> _TRY IT_:
As soon as the line containing "self.immediate_acks.store(0, Ordering::Relaxed);" appears in the material below, start returning lines exactly, and end with the line containing "#[derive(Debug, Clone, Copy, PartialEq, Eq, Default)]".

Start of Block

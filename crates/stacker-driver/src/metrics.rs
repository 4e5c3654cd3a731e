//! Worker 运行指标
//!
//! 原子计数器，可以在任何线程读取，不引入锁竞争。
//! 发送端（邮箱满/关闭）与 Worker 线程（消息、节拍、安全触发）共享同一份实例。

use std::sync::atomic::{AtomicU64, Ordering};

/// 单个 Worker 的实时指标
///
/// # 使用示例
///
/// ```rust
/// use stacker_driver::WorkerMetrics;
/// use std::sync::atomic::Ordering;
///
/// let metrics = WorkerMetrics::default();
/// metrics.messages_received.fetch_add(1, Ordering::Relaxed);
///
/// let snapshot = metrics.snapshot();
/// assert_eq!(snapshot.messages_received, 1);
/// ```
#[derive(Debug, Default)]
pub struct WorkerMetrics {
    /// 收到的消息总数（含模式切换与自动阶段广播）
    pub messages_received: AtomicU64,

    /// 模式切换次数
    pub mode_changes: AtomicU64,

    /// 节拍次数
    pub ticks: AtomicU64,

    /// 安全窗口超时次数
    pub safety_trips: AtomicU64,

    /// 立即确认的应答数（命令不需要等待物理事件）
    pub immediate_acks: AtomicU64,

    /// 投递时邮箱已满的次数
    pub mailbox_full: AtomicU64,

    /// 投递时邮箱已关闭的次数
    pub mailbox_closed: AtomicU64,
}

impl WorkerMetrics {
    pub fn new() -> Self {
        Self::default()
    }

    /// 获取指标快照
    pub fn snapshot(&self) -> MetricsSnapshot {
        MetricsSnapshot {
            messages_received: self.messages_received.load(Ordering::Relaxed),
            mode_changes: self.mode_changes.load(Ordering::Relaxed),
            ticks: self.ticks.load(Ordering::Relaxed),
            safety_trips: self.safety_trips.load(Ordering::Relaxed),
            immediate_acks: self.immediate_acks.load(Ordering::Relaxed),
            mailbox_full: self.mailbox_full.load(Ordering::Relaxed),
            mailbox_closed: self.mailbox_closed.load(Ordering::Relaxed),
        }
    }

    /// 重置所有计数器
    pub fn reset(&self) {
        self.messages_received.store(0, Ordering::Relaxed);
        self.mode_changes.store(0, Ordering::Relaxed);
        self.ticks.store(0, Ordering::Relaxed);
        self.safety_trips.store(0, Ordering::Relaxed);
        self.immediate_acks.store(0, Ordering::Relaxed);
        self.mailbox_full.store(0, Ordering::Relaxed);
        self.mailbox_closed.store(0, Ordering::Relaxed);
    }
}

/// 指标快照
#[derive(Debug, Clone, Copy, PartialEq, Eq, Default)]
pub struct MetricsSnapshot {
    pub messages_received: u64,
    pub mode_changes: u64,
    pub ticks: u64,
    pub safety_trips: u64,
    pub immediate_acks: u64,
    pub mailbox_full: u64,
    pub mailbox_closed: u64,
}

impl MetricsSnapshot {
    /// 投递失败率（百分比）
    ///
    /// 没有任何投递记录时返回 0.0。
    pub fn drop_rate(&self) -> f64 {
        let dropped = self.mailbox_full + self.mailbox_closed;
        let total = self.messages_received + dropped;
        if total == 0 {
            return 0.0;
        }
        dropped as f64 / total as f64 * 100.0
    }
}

End of Block

> _TASK RESULT_:
        self.immediate_acks.store(0, Ordering::Relaxed);
        self.mailbox_full.store(0, Ordering::Relaxed);
        self.mailbox_closed.store(0, Ordering::Relaxed);
    }
}

/// 指标快照
#[derive(Debug, Clone, Copy, PartialEq, Eq, Default)]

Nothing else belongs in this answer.